The bill sponsored by Senate President Pro Tem Del Marsh, R-Anniston, goes to the Senate where it could get a second reading as early as Thursday and be in position for full Senate consideration on Tuesday.
The 4-3 vote in the Senate Education and Youth Affairs Committee for a substitute Alabama School Choice and Student Opportunity Act – Senate Bill 45 – was along party lines.
Marsh and Republican Sens. Dick Brewbaker of Pike Road, Paul Bussman of Cullman, and Shay Shelnutt of Trussville, voted to favorably report the bill. Democrat Sens. Vivian Figures of Mobile, Quinton Ross of Montgomery, and Hank Sanders of Selma, voted no.
The Senate committee deserves a pat on the back for considering and moving the bill on the second day of the 2015 legislative session that began Tuesday. Charter schools are part of the BCA’s 2015 State Legislative Agenda.
“Comments at the public hearing and the committee’s positive vote show a desire to add another education tool for Alabama students and parents and the businesses who are the consumers of public school system students,” said BCA President and CEO William J. Canary.
A charter school is publicly funded like a magnet school and is open to any student capped only by the number of available desks. Charter schools are governed locally but must follow certain state and federal regulations including those dealing with health and safety and teacher background checks.
The substitute bill was explained by Emily Schultz, Executive Director of the Alabama Coalition for Public Charter Schools.
Charter schools are envisioned for Alabama’s four major metropolitan areas. The substitute bill does not allow private schools to become public charter schools, and virtual schools will not be allowed. They must adhere to public big laws and are subject to audits.
Canary was one of several who testified in support of the bill, which would authorize up to 10 public charter schools a year for five years.
“We believe that public charter schools will be another tool to use as we strive for education excellence that will prepare our children for a fulfilling future,” Canary said. “Like publicly funded magnet schools that draw students from within districts, charter schools can be an attractive alternative to parents of children who, due to geography, are locked into a situation where they cannot reach their full potential.”
During the public hearing, the most passionate plea for charter schools came from Birmingham parent Sharon Lee who said her son is captive in a school system and does not have the choice of enrolling where his education needs can be met.
“Because of our zip code we’re not able to move him,” Lee said. “My zip code shouldn’t determine his level of education. Please pass this, we need alternatives.”
Business Education Alliance of Alabama Chairman and President Dr. Joe Morton testified in favor of the bill. He said that Alabama’s charter school bill benefits from the experience of charter schools that exist in 42 states.
“Today this is clearly the best charter school bill ever written in the state of Alabama,” Morton said. “This is one of the best if not the best charter school bill in the nation.”
School teacher Catherine Ordeman, who worked in New Orleans where every school is a public charter school, said students can excel in charter schools. “They need publicly funded options and that option is charter schools,” she said.

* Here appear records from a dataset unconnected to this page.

//! Domain types for impact analysis.
//!
//! An [`Architecture`] is an ordered stack of [`ArchitectureLayer`]s. Later
//! layers sit higher, closer to the application root; the last layer owns the
//! manifest that dependency resolution starts from. [`ImpactAnalysisParameters`]
//! carries everything a single analysis run needs besides the architecture.

use crate::error::{Error, Result};
use crate::graph::{Color, ReductionPolicy};
use serde::{Deserialize, Serialize};
use std::collections::HashSet;
use std::path::{Path, PathBuf};

/// A layered software architecture.
#[derive(Debug, Clone, PartialEq, Serialize, Deserialize)]
#[serde(rename_all = "camelCase")]
pub struct Architecture {
    /// Architecture name; also the id of the graph root.
    pub name: String,

    /// Free-form description.
    #[serde(default)]
    pub description: String,

    /// Layers from lowest to highest.
    pub layers: Vec<ArchitectureLayer>,

    /// Name of the analyzer to run, looked up in an
    /// [`AnalyzerRegistry`](crate::registry::AnalyzerRegistry).
    #[serde(default, skip_serializing_if = "Option::is_none")]
    pub analyzer: Option<String>,
}

impl Architecture {
    /// Parse and validate an architecture from JSON.
    ///
    /// # Errors
    ///
    /// Returns `Error::Validation` when the JSON is malformed or fails
    /// [`Architecture::validate`].
    pub fn from_json_str(json: &str) -> Result<Self> {
        let architecture: Self = serde_json::from_str(json)
            .map_err(|e| Error::Validation(format!("Invalid architecture JSON: {e}")))?;
        architecture.validate()?;
        Ok(architecture)
    }

    /// Load and validate an architecture file.
    ///
    /// # Errors
    ///
    /// Returns `Error::Io` if the file cannot be read, or `Error::Validation`
    /// as for [`Architecture::from_json_str`].
    pub async fn load(path: impl AsRef<Path>) -> Result<Self> {
        let content = tokio::fs::read_to_string(path.as_ref()).await?;
        Self::from_json_str(&content)
    }

    /// Check the required-field invariants.
    ///
    /// The name must be non-blank and there must be at least one layer. Every
    /// layer needs a name, an identifier prefix and at least one repository
    /// location. The top layer must name the manifest dependency resolution
    /// starts from.
    ///
    /// # Errors
    ///
    /// Returns `Error::Validation` describing the first violation found.
    pub fn validate(&self) -> Result<()> {
        if self.name.trim().is_empty() {
            return Err(Error::Validation(
                "Architecture name cannot be empty".to_string(),
            ));
        }

        if self.layers.is_empty() {
            return Err(Error::Validation(format!(
                "Architecture '{}' needs at least one layer",
                self.name
            )));
        }

        for (position, layer) in self.layers.iter().enumerate() {
            layer
                .validate()
                .map_err(|reason| Error::Validation(format!("Layer #{position}: {reason}")))?;
        }

        if self.top_layer().and_then(|l| l.manifest_location.as_ref()).is_none() {
            return Err(Error::Validation(format!(
                "The top layer of '{}' must have a manifest location",
                self.name
            )));
        }

        Ok(())
    }

    /// The last (highest) layer.
    #[must_use]
    pub fn top_layer(&self) -> Option<&ArchitectureLayer> {
        self.layers.last()
    }

    /// Manifest of the top layer, if any.
    #[must_use]
    pub fn entry_manifest(&self) -> Option<&Path> {
        self.top_layer()?.manifest_location.as_deref()
    }
}

/// One layer of an [`Architecture`].
#[derive(Debug, Clone, PartialEq, Serialize, Deserialize)]
#[serde(rename_all = "camelCase")]
pub struct ArchitectureLayer {
    /// Layer name.
    pub name: String,

    /// Free-form description.
    #[serde(default)]
    pub description: String,

    /// Components whose id equals this prefix or starts with `prefix.` belong
    /// to the layer.
    pub identifiers_prefix: String,

    /// Source repositories of the layer. Informational.
    #[serde(default, alias = "gitRepositoryLocations")]
    pub repository_locations: Vec<String>,

    /// Entry manifest (solution file). Required on the top layer only.
    #[serde(default, alias = "solutionFileLocation")]
    pub manifest_location: Option<PathBuf>,

    /// Colors for normal and impacted state.
    #[serde(default)]
    pub visual_attributes: VisualAttributes,
}

impl ArchitectureLayer {
    /// Create a layer with default colors and no repositories or manifest.
    pub fn new(name: impl Into<String>, identifiers_prefix: impl Into<String>) -> Self {
        Self {
            name: name.into(),
            description: String::new(),
            identifiers_prefix: identifiers_prefix.into(),
            repository_locations: Vec::new(),
            manifest_location: None,
            visual_attributes: VisualAttributes::default(),
        }
    }

    fn validate(&self) -> std::result::Result<(), String> {
        if self.name.trim().is_empty() {
            return Err("name cannot be empty".to_string());
        }
        if self.identifiers_prefix.trim().is_empty() {
            return Err(format!("'{}' has no identifiers prefix", self.name));
        }
        if self.repository_locations.is_empty() {
            return Err(format!(
                "'{}' needs at least one repository location",
                self.name
            ));
        }
        Ok(())
    }

    /// Whether `id` belongs to this layer by prefix.
    ///
    /// `"Data"` matches `"Data"` and `"Data.Access"` but not `"DataOther.B"`.
    #[must_use]
    pub fn matches_prefix(&self, id: &str) -> bool {
        let prefix = self.identifiers_prefix.as_str();
        if id.eq_ignore_ascii_case(prefix) {
            return true;
        }
        id.len() > prefix.len()
            && id.is_char_boundary(prefix.len())
            && id[..prefix.len()].eq_ignore_ascii_case(prefix)
            && id[prefix.len()..].starts_with('.')
    }
}

/// Colors a layer uses for its nodes.
#[derive(Debug, Clone, Copy, PartialEq, Eq, Serialize, Deserialize)]
#[serde(rename_all = "camelCase", default)]
pub struct VisualAttributes {
    /// Fill of a node in normal state.
    pub node_background: Color,
    /// Border of a node in normal state.
    pub node_border: Color,
    /// Label of a node in normal state.
    pub node_text: Color,
    /// Fill of an impacted node.
    pub impacted_node_background: Color,
    /// Border of an impacted node.
    pub impacted_node_border: Color,
    /// Label of an impacted node.
    pub impacted_node_text: Color,
    /// Color of edges leading into an impacted node.
    #[serde(alias = "impactedEdgeColor")]
    pub impacted_edge: Color,
}

impl Default for VisualAttributes {
    fn default() -> Self {
        Self {
            node_background: Color::WHITE,
            node_border: Color::BLACK,
            node_text: Color::BLACK,
            impacted_node_background: Color::YELLOW,
            impacted_node_border: Color::RED,
            impacted_node_text: Color::RED,
            impacted_edge: Color::RED,
        }
    }
}

/// Settings for one analysis run.
#[derive(Debug, Clone, Default, PartialEq, Serialize, Deserialize)]
#[serde(rename_all = "camelCase", default)]
pub struct ImpactAnalysisParameters {
    /// Folder holding graph cache files and impacted-graph output.
    pub artifacts_dir: Option<PathBuf>,

    /// Base file name of the graph cache. Only its stem is used.
    pub graph_file_name: Option<String>,

    /// File the decorated graph is written to after a run.
    pub impacted_graph_file_name: Option<String>,

    /// Remove direct edges implied by longer paths before decorating.
    pub remove_redundant_dependencies: bool,

    /// How redundant edges are detected.
    pub reduction_policy: ReductionPolicy,

    /// Inputs for the impacted-components collaborator.
    pub filters: ImpactAnalysisFilters,
}

/// Free-text inputs that feed the impacted-identifier list.
#[derive(Debug, Clone, Default, PartialEq, Eq, Serialize, Deserialize)]
#[serde(rename_all = "camelCase", default)]
pub struct ImpactAnalysisFilters {
    /// Commit hashes, separated by whitespace, commas or semicolons.
    #[serde(alias = "gitCommitHashes")]
    pub commit_hashes: String,
    /// Task ids, separated by whitespace, commas or semicolons.
    pub task_ids: String,
    /// Node ids to mark as impacted, one per line.
    pub forced_nodes: String,
}

impl ImpactAnalysisFilters {
    /// Parsed commit hashes.
    #[must_use]
    pub fn commit_hashes(&self) -> Vec<String> {
        split_unique(&self.commit_hashes, |c| {
            c.is_whitespace() || c == ',' || c == ';'
        })
    }

    /// Parsed task ids.
    #[must_use]
    pub fn task_ids(&self) -> Vec<String> {
        split_unique(&self.task_ids, |c| c.is_whitespace() || c == ',' || c == ';')
    }

    /// Parsed forced node ids.
    #[must_use]
    pub fn forced_nodes(&self) -> Vec<String> {
        split_unique(&self.forced_nodes, |c| c == '\r' || c == '\n')
    }
}

/// Split, trim, drop empties, and keep the first spelling of each
/// case-insensitive duplicate.
fn split_unique(text: &str, separator: impl Fn(char) -> bool) -> Vec<String> {
    let mut seen = HashSet::new();
    text.split(separator)
        .map(str::trim)
        .filter(|item| !item.is_empty())
        .filter(|item| seen.insert(item.to_lowercase()))
        .map(str::to_string)
        .collect()
}
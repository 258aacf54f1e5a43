//! Integration tests for loading restore descriptions from disk.

use rstest::rstest;
use strata_restore::{DependencyKind, Error, LockFile, ProjectStyle, RestoreGraph};
use tempfile::tempdir;

const GRAPH: &str = r#"{
    "format": 1,
    "projects": {
        "C:\\repo\\App\\App.Main.csproj": {
            "restore": {
                "projectPath": "C:\\repo\\App\\App.Main.csproj",
                "outputPath": "C:\\repo\\App\\obj\\",
                "projectStyle": "PackageReference",
                "frameworks": {
                    "net6.0": {
                        "projectReferences": { "C:\\repo\\Core\\Core.Util.csproj": {} }
                    },
                    "net8.0": {}
                }
            },
            "frameworks": {
                "net6.0": { "dependencies": { "Polly": "[8.0.0, )" } },
                "net8.0": { "dependencies": { "Polly": "[8.0.0, )" } }
            }
        },
        "C:\\repo\\Core\\Core.Util.csproj": {
            "restore": { "projectName": "Core.Util", "projectStyle": "PackageReference" },
            "frameworks": { "net6.0": {} }
        }
    }
}"#;

#[tokio::test]
async fn test_load_restore_graph_from_disk() {
    let dir = tempdir().unwrap();
    let path = dir.path().join("dg.json");
    tokio::fs::write(&path, GRAPH).await.unwrap();

    let graph = RestoreGraph::load(&path).await.unwrap();

    let app = graph.project("App.Main").unwrap();
    assert_eq!(app.style, ProjectStyle::PackageReference);
    assert_eq!(app.frameworks.len(), 2);

    let net6 = app.frameworks.iter().find(|f| f.name == "net6.0").unwrap();
    let names: Vec<_> = net6.dependencies.iter().map(|d| d.name.as_str()).collect();
    assert_eq!(names, vec!["Core.Util", "Polly"]);
    assert_eq!(net6.dependencies[0].kind, DependencyKind::Project);

    let net8 = app.frameworks.iter().find(|f| f.name == "net8.0").unwrap();
    assert_eq!(net8.dependencies.len(), 1);
}

#[tokio::test]
async fn test_load_missing_restore_graph_is_io_error() {
    let dir = tempdir().unwrap();

    let result = RestoreGraph::load(dir.path().join("absent.json")).await;
    assert!(matches!(result, Err(Error::Io(_))));
}

#[tokio::test]
async fn test_load_lock_file_from_disk() {
    let dir = tempdir().unwrap();
    let path = dir.path().join("project.assets.json");
    tokio::fs::write(
        &path,
        r#"{ "version": 3, "targets": { "net6.0": { "Polly/8.0.0": { "type": "package", "dependencies": { "Polly.Core": "8.0.0" } }, "Polly.Core/8.0.0": { "type": "package" } } } }"#,
    )
    .await
    .unwrap();

    let lock = LockFile::load(&path).await.unwrap().unwrap();

    let target = lock.target_for("net6.0").unwrap();
    assert_eq!(target.libraries.len(), 2);
    assert_eq!(target.library("POLLY").unwrap().dependencies[0].id, "Polly.Core");
}

#[rstest]
#[case::truncated(r#"{ "targets": { "#)]
#[case::wrong_shape(r#"{ "targets": [] }"#)]
#[tokio::test]
async fn test_corrupt_lock_file_is_an_error(#[case] content: &str) {
    let dir = tempdir().unwrap();
    let path = dir.path().join("project.assets.json");
    tokio::fs::write(&path, content).await.unwrap();

    assert!(LockFile::load(&path).await.is_err());
}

Alabama Education Association President Anita Gibson, a former classroom teacher, said charter schools will not have to hire certified teachers. “Teachers are trained professionals who meet high standards,” she said.
Sen. Figures said she believes that charter schools will attract only the cream of the crop and leave some children behind. She said public schools aren’t adequately funded now.
“This is taking limited funding from the schools we have,” said Sen. Ross, a former magnet school principal.
“We at the BCA are dedicated to doing our part to improve public education because that is where we will get the next generation of our employees and leaders,” Canary said. “In Alabama we now have the opportunity to expand education choice with public charter schools that can be flexible but which must meet established performance benchmarks.”
In other committee action, the House Ways and Means Education Committee carried over HB 38, which would appropriate $5 million for dual-enrollment, career-tech scholarships. Committee members said the bill should travel with the education budget.
The BCA supports the appropriation to dual-enrollment, career-tech scholarships. “Creating a scholarship program to increase the number of Alabama students who can participate in dual-enrollment is a no-brainer,” Canary said.